PROBLEM TO WORK ON: Set down exactly the lines in the records below that run from the line with "within the batch." to the line with "self.watermark_processor = self", inclusive, and nothing more.

INPUT FOR THIS TASK:
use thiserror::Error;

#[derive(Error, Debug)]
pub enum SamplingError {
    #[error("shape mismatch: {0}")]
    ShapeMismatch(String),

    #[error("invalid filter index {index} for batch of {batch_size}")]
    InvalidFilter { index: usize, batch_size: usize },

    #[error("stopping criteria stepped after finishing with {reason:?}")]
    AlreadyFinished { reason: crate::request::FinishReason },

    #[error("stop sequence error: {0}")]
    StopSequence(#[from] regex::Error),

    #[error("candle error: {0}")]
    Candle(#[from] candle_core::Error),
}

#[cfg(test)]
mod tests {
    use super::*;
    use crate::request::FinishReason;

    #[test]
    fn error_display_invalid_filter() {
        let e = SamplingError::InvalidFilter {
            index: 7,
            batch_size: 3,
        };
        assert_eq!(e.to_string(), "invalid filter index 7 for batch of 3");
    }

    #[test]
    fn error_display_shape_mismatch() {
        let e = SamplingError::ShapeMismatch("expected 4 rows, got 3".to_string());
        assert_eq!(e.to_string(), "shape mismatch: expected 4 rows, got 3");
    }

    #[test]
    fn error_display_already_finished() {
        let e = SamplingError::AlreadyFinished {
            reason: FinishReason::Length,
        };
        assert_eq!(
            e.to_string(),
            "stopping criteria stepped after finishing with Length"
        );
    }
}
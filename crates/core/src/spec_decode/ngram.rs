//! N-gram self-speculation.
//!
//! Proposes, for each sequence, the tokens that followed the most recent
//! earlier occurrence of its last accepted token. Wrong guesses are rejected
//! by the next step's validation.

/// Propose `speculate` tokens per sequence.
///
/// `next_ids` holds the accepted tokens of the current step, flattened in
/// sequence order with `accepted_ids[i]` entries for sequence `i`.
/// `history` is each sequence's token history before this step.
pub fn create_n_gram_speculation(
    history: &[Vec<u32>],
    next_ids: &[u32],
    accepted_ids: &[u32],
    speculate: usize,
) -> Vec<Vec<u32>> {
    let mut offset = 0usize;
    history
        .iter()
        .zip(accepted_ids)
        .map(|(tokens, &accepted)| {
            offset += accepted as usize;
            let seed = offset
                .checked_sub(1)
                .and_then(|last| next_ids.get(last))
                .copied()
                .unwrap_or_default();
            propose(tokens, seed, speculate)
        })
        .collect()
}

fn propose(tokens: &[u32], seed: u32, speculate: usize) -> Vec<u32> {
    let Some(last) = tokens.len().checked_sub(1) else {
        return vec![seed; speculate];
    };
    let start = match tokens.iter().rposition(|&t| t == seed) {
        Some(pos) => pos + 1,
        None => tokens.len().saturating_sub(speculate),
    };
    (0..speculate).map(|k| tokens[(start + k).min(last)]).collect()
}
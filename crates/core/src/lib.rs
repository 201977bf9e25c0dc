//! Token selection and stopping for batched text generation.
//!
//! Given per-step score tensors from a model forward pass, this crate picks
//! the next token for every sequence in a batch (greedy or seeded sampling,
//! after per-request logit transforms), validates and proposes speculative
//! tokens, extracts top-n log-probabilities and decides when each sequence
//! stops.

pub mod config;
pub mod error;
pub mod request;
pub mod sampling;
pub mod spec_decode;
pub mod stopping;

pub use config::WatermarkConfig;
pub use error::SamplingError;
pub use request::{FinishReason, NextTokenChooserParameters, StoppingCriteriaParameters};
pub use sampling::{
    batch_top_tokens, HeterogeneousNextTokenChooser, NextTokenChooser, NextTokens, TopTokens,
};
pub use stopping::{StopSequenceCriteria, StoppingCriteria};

* * *

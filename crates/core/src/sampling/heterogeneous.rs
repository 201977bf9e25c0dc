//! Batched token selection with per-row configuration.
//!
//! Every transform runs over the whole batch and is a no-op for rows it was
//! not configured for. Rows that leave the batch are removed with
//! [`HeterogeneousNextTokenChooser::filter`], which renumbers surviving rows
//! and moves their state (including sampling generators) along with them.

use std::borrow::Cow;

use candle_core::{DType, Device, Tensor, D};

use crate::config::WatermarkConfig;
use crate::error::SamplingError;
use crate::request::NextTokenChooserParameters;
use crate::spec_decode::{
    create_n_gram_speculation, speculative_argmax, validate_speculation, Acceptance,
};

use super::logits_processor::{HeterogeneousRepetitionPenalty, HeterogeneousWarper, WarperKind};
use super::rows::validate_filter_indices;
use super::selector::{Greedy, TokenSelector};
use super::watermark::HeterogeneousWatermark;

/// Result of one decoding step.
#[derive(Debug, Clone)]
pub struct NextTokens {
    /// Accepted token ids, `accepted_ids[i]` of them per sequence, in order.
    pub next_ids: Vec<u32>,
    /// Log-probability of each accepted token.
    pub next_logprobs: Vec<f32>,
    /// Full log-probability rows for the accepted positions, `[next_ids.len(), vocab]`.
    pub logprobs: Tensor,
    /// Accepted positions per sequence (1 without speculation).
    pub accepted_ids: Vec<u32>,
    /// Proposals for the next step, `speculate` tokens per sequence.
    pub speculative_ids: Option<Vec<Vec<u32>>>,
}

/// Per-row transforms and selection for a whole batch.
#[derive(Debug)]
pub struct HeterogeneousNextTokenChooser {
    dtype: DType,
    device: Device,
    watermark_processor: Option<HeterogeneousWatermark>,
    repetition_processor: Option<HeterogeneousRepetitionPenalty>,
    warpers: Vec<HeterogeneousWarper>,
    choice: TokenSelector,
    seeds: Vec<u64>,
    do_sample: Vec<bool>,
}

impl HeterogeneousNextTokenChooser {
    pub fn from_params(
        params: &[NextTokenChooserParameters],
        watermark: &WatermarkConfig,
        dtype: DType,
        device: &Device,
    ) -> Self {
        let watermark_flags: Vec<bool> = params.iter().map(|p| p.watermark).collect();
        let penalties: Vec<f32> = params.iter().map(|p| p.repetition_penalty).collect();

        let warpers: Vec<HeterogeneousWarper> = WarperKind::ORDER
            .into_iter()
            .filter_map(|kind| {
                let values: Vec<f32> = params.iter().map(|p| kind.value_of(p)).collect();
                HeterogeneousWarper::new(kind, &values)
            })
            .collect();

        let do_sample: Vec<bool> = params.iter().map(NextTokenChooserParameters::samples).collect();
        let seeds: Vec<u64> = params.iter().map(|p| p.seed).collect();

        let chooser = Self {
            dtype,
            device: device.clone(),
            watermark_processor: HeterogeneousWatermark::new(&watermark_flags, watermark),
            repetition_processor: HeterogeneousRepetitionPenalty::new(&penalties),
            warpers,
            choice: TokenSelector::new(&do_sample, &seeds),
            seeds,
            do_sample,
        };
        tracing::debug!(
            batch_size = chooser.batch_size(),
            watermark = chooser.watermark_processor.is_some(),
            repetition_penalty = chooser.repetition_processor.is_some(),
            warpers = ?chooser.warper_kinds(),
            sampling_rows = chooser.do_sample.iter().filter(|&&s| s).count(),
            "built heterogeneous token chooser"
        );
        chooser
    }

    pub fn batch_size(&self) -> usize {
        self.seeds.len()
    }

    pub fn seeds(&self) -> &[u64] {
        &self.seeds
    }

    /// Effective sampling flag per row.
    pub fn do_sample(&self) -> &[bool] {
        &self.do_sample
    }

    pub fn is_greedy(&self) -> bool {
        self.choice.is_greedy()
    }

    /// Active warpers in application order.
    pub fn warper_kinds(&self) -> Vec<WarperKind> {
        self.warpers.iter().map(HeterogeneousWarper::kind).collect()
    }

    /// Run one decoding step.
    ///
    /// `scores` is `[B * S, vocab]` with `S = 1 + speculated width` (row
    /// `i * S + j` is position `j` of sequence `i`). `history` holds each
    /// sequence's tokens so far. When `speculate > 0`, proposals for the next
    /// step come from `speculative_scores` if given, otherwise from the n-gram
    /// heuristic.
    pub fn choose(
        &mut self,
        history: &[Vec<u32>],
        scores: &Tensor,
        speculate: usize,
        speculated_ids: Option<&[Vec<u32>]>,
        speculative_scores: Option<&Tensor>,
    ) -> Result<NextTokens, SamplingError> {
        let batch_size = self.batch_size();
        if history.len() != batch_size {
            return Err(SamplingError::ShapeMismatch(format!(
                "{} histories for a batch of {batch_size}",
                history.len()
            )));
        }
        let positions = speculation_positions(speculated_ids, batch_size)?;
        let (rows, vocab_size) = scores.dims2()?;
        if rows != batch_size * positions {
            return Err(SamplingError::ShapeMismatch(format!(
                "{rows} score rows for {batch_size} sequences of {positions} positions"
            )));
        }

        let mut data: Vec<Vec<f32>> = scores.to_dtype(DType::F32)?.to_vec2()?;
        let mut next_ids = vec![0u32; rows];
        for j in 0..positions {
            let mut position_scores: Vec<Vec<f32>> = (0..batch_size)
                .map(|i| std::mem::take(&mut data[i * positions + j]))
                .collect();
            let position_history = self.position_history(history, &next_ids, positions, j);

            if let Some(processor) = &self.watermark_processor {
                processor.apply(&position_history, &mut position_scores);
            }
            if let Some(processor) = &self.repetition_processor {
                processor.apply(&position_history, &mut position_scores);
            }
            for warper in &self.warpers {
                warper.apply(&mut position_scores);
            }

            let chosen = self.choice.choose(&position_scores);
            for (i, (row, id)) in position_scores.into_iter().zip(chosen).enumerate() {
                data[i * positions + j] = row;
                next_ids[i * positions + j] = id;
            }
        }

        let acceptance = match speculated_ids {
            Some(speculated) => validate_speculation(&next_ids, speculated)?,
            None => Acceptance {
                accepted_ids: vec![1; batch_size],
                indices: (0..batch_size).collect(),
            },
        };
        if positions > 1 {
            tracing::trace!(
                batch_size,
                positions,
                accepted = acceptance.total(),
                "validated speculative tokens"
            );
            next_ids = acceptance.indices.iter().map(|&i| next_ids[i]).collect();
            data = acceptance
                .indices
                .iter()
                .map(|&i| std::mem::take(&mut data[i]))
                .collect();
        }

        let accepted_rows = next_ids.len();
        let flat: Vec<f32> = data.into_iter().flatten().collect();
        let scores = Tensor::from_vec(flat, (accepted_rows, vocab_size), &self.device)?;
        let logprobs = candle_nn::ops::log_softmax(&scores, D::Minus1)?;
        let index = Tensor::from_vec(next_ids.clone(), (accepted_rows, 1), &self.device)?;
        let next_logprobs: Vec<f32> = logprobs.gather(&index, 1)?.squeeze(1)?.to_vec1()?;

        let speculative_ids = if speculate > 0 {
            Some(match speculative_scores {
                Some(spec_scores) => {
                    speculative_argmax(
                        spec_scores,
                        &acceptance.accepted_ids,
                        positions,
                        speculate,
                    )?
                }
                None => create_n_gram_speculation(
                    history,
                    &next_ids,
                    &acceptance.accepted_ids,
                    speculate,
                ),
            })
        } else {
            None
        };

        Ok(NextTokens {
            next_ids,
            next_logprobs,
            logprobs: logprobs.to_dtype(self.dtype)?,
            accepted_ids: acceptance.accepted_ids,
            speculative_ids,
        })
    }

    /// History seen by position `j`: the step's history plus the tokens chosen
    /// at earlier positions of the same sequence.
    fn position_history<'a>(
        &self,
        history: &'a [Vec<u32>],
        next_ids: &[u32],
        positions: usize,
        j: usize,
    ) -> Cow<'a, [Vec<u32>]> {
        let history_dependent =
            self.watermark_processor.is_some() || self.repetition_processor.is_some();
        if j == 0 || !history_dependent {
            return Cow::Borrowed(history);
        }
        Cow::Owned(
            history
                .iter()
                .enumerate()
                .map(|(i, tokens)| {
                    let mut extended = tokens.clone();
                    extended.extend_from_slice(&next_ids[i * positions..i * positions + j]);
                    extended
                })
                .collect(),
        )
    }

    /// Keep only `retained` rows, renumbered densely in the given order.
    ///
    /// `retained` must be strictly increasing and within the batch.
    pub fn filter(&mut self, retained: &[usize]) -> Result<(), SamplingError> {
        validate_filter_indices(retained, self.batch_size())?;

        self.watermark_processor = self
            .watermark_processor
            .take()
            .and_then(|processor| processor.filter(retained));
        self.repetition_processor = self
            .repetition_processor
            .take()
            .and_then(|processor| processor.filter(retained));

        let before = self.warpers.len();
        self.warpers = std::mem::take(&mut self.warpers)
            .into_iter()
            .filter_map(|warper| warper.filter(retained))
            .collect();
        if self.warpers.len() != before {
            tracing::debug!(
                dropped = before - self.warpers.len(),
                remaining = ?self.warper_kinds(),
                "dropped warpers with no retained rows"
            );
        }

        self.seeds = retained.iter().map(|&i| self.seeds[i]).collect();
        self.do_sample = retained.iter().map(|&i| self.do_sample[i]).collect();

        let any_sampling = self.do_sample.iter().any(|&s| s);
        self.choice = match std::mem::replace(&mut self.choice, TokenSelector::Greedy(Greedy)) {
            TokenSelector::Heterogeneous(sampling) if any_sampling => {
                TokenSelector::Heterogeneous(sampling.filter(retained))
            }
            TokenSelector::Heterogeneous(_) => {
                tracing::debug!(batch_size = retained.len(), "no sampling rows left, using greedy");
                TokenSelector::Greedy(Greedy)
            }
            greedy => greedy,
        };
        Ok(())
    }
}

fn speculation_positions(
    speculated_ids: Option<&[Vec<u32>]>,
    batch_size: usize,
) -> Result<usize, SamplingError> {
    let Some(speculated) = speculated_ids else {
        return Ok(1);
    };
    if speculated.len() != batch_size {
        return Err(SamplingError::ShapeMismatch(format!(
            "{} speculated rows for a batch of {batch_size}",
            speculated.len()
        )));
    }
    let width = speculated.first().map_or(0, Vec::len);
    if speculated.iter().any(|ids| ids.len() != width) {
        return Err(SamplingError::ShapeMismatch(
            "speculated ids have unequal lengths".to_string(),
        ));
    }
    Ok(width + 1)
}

--

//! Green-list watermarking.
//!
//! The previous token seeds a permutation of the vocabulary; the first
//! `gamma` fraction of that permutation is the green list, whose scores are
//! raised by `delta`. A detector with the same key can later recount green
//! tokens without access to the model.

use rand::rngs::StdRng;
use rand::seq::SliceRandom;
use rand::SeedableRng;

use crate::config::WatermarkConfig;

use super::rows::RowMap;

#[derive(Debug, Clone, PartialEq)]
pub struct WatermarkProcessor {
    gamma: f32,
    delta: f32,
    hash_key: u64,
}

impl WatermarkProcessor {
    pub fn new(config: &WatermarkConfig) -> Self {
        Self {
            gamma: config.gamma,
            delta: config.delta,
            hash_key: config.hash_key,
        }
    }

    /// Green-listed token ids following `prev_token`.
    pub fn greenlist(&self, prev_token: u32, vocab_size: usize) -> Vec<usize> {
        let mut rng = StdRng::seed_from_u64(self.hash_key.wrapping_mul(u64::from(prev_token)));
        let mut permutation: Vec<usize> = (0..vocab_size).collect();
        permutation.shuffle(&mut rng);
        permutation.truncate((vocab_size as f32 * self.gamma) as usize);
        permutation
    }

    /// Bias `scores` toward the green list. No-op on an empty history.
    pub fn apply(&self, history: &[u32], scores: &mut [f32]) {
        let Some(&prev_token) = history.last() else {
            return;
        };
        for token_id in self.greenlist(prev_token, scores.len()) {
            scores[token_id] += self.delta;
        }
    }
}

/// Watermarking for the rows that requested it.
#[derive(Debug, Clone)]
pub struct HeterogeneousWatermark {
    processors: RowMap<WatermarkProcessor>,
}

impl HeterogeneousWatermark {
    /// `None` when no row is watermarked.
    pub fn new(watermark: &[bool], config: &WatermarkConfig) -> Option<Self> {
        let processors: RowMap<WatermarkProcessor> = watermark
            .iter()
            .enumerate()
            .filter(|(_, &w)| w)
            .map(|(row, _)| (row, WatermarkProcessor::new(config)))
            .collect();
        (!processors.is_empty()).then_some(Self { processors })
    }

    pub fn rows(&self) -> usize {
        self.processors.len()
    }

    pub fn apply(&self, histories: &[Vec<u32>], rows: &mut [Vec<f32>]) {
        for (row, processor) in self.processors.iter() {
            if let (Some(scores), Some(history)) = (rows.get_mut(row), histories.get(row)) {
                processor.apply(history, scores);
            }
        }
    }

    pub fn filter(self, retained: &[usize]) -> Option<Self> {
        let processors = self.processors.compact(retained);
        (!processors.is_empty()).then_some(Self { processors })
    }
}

EXPECTED ANSWER:
    /// `retained` must be strictly increasing and within the batch.
    pub fn filter(&mut self, retained: &[usize]) -> Result<(), SamplingError> {
        validate_filter_indices(retained, self.batch_size())?;

        self.watermark_processor = self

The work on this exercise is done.